Bill Kostroun/Associated Press
Steve DeBerg (44)
Arguably the all-time best journeyman quarterback, DeBerg's career spanned 21 years, and eight different teams. DeBerg retired in 1993, only to return for a swan song in 1998 with the Atlanta Falcons after Chris Chandler was injured. When the Falcons made it to the Super Bowl later that year, DeBerg became the oldest player to appear in a Super Bowl, at age 45, but did not play. He reportedly spent the entirety of the game on the sideline looking for his car keys.
David Drapkin/Associated Press
Jerry Rice (42)
Afflictions that plague most human beings such as age and fatigue eluded Jerry Rice for the entirety of his 20-year NFL career. Along that career he claimed the top spot in nearly every all-time receiving category. If one of his most treasured records ever was broken, Rice could probably return at the age of 60 and reclaim it.
Andy King/Associated Press
Brett Favre (41)
What list would be complete without Brett Favre? The ageless wonder not only played until he was 41 years old, but did so amidst his ridiculous streak of 297 consecutive starts.

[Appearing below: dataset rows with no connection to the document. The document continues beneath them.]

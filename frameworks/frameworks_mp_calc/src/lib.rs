//! Frameworks Layer: Multiprecision Calculator
//!
//! Provides the `mpcalc` command line calculator, which evaluates one named
//! multiprecision operation and prints its result.
//!
//! ## Overview
//!
//! ```text
//! mpcalc [--digits D] [--arena-limit L] [--format fixed|sci] <operation> [args...]
//! ```
//!
//! Arguments are decimal numerals; complex operands are given as two numerals,
//! real part first. Every evaluation goes through the
//! [`MpFacade`](api_facades::MpFacade), so the library's error policy decides
//! the exit status:
//!
//! | Outcome | Output | Exit code |
//! |---|---|---|
//! | result | the value | 0 |
//! | usage error | message on stderr | 1 |
//! | domain error | `no result` | 2 |
//! | range error | message on stderr | 3 |
//!
//! ## Modules
//!
//! - **[`args`](args/index.html)**: Command line and environment configuration
//! - **[`logging`](logging/index.html)**: `tracing` subscriber setup
//! - **[`run`](run/index.html)**: Evaluation and output rendering
//!
//! ## See Also
//!
//! - [`api_facades`](../../api_facades/index.html): Evaluator facade and error policy
//! - [`usecases_mp_functions`](../../usecases/usecases_mp_functions/index.html): Operations

pub mod args;
pub mod logging;
pub mod run;

pub use args::{CalcArgs, OutputFormat};
pub use run::{render, run, CalcError, Outcome};
//! API Facades Layer
//!
//! Provides the boundary between an evaluator (an interpreter, a calculator)
//! and the multiprecision functions of the inner layers.
//!
//! ## Overview
//!
//! An evaluator hands the facade a named [`Operation`](usecases_mp_functions::Operation),
//! its arguments and an opaque position token. The facade applies the error
//! policy of the library:
//!
//! - a **domain** error sets the error indicator and yields no result;
//! - a **range** error sets the indicator, is reported to the evaluator's
//!   [`DiagnosticSink`], and aborts the evaluation.
//!
//! ## Modules
//!
//! - **[`diagnostics`](diagnostics/index.html)**: Diagnostic sinks for reported errors
//! - **[`mp_facades`](mp_facades/index.html)**: The evaluator facade and its error policy
//!
//! ## See Also
//!
//! - [`usecases_mp_functions`](../../usecases/usecases_mp_functions/index.html): Function layer
//! - [`entities_multiprecision`](../../entities/entities_multiprecision/index.html): Error kinds

pub mod diagnostics;
pub mod mp_facades;

pub use diagnostics::{CollectingSink, DiagnosticSink, Report, TracingSink};
pub use mp_facades::{EvaluationAborted, MpFacade};
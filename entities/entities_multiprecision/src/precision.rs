//! Precision Conversion
//!
//! Moving values between working precisions, and integer rounding modes.
//!
//! ## Overview
//!
//! - [`lengthen`] pads with zero digits and never changes the value.
//! - [`shorten`] rounds half away from zero into fewer digits.
//! - [`truncate`] drops the fractional part (towards zero).
//! - [`round`] rounds to the nearest integer, ties away from zero.
//! - [`entier`] rounds towards minus infinity.

use crate::arena::{Arena, Temp};
use crate::arithmetic::{add, sub};
use crate::error::{MpError, MpResult};
use crate::machine::from_i64;
use crate::mp_number::{MpNumber, HALF_MP_RADIX};
use crate::normalize::round_copy;

/// Copy `x` into `n >= x.precision()` digits, zero padded
///
/// A shorter `n` falls back to [`shorten`].
pub fn lengthen<'a>(arena: &'a Arena, x: &MpNumber, n: usize) -> MpResult<Temp<'a>> {
    if n < x.digits.len() {
        return shorten(arena, x, n);
    }
    let mut z = arena.alloc(n);
    z.digits[..x.digits.len()].copy_from_slice(&x.digits);
    z.exponent = x.exponent;
    z.negative = x.negative;
    Ok(z)
}

/// Round `x` into `n` digits
pub fn shorten<'a>(arena: &'a Arena, x: &MpNumber, n: usize) -> MpResult<Temp<'a>> {
    round_copy(arena, x, n)
}

/// Lengthen or shorten `x` to exactly `n` digits
pub fn convert<'a>(arena: &'a Arena, x: &MpNumber, n: usize) -> MpResult<Temp<'a>> {
    if n >= x.digits.len() {
        lengthen(arena, x, n)
    } else {
        shorten(arena, x, n)
    }
}

/// Integral part of `x` (towards zero) at precision `n`
///
/// # Errors
///
/// * `OutOfRange` - the integral part needs more than `n` digits
pub fn truncate<'a>(arena: &'a Arena, x: &MpNumber, n: usize) -> MpResult<Temp<'a>> {
    let mut z = arena.alloc(n);
    if x.is_zero() || x.exponent < 0 {
        return Ok(z);
    }
    if x.exponent >= z.digits.len() as i64 {
        return Err(MpError::OutOfRange { target: "truncate" });
    }
    let whole = (x.exponent as usize + 1).min(x.digits.len());
    z.digits[..whole].copy_from_slice(&x.digits[..whole]);
    z.exponent = x.exponent;
    z.negative = x.negative;
    Ok(z)
}

/// Nearest integer to `x`, ties away from zero, at precision `n`
///
/// # Errors
///
/// * `OutOfRange` - the integral part needs more than `n + 1` digits
pub fn round<'a>(arena: &'a Arena, x: &MpNumber, n: usize) -> MpResult<Temp<'a>> {
    if x.is_integral() {
        return convert(arena, x, n);
    }
    let mut half = arena.alloc(1);
    half.digits[0] = HALF_MP_RADIX;
    half.exponent = -1;
    // wide enough that the shifted sum is exact
    let width = x.digits.len().max(n) + 1;
    let shifted = if x.negative {
        sub(arena, x, &half, width)?
    } else {
        add(arena, x, &half, width)?
    };
    let whole = truncate(arena, &shifted, n + 1)?;
    shorten(arena, &whole, n)
}

/// Largest integer not above `x`, at precision `n`
///
/// # Errors
///
/// * `OutOfRange` - the integral part needs more than `n` digits
pub fn entier<'a>(arena: &'a Arena, x: &MpNumber, n: usize) -> MpResult<Temp<'a>> {
    let whole = truncate(arena, x, n)?;
    if x.negative && !x.is_integral() {
        let one = from_i64(arena, 1, 1);
        return sub(arena, &whole, &one, n);
    }
    Ok(whole)
}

Retirements and unretirements aside, Favre was a legend on the gridiron and one of the best players in the league, even after he was "over-the-hill."
Stephan Savoia/Associated Press
Junior Seau (40)
Junior Seau makes the list for a being a great person as well as a player. One of his final seasons also came as the Patriots were attempting to rewrite the history books and become the first 19-0 team in NFL history. But we all know how that ended. Nevertheless, it was great to see Seau on the field in any capacity as he closed out an historic career.
National Football League
Warren Moon (44)
Warren Moon put together a Hall of Fame career while in the NFL, and even made history as he continued to age. Moon was even named to the Pro Bowl in 1997, at the age of 40. Unfortunately, Moon wasn't able to continue piling up accolades in his 40s because he signed with the NFL equivalent of a retirement home for his final two seasons - the Kansas City Chiefs.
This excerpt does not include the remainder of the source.